[Dataset entries]
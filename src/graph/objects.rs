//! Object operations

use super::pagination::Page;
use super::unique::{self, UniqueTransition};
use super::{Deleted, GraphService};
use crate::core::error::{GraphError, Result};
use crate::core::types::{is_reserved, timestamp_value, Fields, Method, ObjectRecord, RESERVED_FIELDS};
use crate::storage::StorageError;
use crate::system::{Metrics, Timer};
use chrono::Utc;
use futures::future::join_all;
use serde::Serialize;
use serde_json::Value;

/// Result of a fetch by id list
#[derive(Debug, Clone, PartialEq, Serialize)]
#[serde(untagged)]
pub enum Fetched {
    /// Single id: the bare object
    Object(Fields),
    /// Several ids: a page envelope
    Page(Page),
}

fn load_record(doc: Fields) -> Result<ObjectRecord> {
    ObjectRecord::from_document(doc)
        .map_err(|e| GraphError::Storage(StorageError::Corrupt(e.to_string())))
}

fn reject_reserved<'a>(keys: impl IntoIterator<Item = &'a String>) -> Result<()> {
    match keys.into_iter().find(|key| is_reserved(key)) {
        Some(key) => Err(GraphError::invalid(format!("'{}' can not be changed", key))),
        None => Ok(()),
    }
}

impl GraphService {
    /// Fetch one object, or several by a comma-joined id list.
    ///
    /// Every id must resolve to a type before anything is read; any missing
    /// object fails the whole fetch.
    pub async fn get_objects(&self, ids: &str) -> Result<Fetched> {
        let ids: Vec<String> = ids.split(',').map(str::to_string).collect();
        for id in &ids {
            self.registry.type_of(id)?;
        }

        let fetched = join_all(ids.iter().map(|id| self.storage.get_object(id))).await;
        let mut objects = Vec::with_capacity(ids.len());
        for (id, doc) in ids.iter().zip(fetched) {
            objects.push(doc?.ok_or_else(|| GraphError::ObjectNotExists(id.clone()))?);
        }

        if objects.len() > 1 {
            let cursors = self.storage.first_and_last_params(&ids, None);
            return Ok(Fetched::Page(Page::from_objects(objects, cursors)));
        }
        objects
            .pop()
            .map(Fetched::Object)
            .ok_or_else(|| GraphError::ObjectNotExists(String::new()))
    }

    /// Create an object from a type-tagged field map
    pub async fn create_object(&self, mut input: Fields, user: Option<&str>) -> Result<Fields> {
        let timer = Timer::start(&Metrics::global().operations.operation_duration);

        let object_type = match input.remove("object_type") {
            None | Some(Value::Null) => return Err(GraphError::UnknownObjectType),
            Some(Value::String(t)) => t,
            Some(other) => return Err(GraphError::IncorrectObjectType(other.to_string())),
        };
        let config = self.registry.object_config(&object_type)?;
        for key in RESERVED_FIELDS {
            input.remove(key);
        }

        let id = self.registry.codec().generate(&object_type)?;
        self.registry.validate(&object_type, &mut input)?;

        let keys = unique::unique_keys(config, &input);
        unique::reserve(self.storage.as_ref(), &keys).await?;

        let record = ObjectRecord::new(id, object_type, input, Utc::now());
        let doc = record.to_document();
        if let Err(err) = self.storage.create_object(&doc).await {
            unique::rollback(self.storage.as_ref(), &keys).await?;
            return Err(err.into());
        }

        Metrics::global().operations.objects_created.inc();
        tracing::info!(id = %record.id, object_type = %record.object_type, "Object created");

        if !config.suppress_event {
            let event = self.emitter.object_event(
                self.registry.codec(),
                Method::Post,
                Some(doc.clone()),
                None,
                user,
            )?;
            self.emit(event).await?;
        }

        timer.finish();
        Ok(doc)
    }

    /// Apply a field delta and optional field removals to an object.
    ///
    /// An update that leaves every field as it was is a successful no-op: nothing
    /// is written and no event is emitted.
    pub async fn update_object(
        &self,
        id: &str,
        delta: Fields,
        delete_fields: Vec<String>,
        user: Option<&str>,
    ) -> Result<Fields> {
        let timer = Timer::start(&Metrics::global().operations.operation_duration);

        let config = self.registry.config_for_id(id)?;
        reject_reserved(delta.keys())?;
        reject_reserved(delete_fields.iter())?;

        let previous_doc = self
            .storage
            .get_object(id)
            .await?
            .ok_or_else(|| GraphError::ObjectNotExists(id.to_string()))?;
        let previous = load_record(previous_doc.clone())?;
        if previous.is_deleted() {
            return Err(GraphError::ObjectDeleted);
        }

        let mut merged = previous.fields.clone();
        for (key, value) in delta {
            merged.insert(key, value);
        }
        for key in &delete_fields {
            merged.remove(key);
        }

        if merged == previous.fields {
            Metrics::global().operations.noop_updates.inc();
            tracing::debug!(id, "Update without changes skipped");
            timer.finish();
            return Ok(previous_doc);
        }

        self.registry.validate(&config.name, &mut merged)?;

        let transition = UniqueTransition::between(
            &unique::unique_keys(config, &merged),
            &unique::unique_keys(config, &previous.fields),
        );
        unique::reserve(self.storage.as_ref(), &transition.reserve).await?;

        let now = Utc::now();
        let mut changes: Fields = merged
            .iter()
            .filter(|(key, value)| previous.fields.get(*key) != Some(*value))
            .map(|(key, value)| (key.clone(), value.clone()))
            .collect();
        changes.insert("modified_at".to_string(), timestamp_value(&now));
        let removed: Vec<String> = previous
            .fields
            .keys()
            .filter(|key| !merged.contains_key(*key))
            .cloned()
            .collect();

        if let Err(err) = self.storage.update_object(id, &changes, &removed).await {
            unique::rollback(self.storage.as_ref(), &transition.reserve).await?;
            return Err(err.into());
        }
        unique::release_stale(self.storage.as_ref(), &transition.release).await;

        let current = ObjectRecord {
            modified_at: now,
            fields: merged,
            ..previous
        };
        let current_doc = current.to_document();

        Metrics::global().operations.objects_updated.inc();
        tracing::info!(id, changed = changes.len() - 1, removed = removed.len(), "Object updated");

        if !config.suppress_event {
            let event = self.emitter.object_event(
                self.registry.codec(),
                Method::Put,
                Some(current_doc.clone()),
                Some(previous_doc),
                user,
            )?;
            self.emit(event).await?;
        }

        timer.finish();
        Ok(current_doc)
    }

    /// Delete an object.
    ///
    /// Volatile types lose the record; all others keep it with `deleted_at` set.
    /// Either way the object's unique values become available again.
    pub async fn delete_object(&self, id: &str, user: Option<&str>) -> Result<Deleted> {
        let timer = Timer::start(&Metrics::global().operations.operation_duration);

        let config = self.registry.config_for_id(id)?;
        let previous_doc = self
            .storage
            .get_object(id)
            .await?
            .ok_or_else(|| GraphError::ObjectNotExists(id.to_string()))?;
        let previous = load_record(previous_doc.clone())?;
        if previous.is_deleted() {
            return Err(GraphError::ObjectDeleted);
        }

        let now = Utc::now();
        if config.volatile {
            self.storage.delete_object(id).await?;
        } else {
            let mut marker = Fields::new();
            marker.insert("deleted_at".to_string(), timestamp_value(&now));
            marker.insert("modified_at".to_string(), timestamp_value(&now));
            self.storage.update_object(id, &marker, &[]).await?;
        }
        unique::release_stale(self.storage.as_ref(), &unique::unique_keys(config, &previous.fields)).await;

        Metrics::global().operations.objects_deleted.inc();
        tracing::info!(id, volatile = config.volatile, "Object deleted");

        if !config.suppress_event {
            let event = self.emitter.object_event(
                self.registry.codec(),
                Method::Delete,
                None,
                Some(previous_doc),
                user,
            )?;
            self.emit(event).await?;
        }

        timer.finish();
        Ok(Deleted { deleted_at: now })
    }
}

Exercise directions =>
Copy the records above exactly, from the first line through the line containing "pub enum Fetched", and include nothing else.

Exercise result =>
filename src/graph/objects.rs
//! Object operations

use super::pagination::Page;
use super::unique::{self, UniqueTransition};
use super::{Deleted, GraphService};
use crate::core::error::{GraphError, Result};
use crate::core::types::{is_reserved, timestamp_value, Fields, Method, ObjectRecord, RESERVED_FIELDS};
use crate::storage::StorageError;
use crate::system::{Metrics, Timer};
use chrono::Utc;
use futures::future::join_all;
use serde::Serialize;
use serde_json::Value;

/// Result of a fetch by id list
#[derive(Debug, Clone, PartialEq, Serialize)]
#[serde(untagged)]
pub enum Fetched {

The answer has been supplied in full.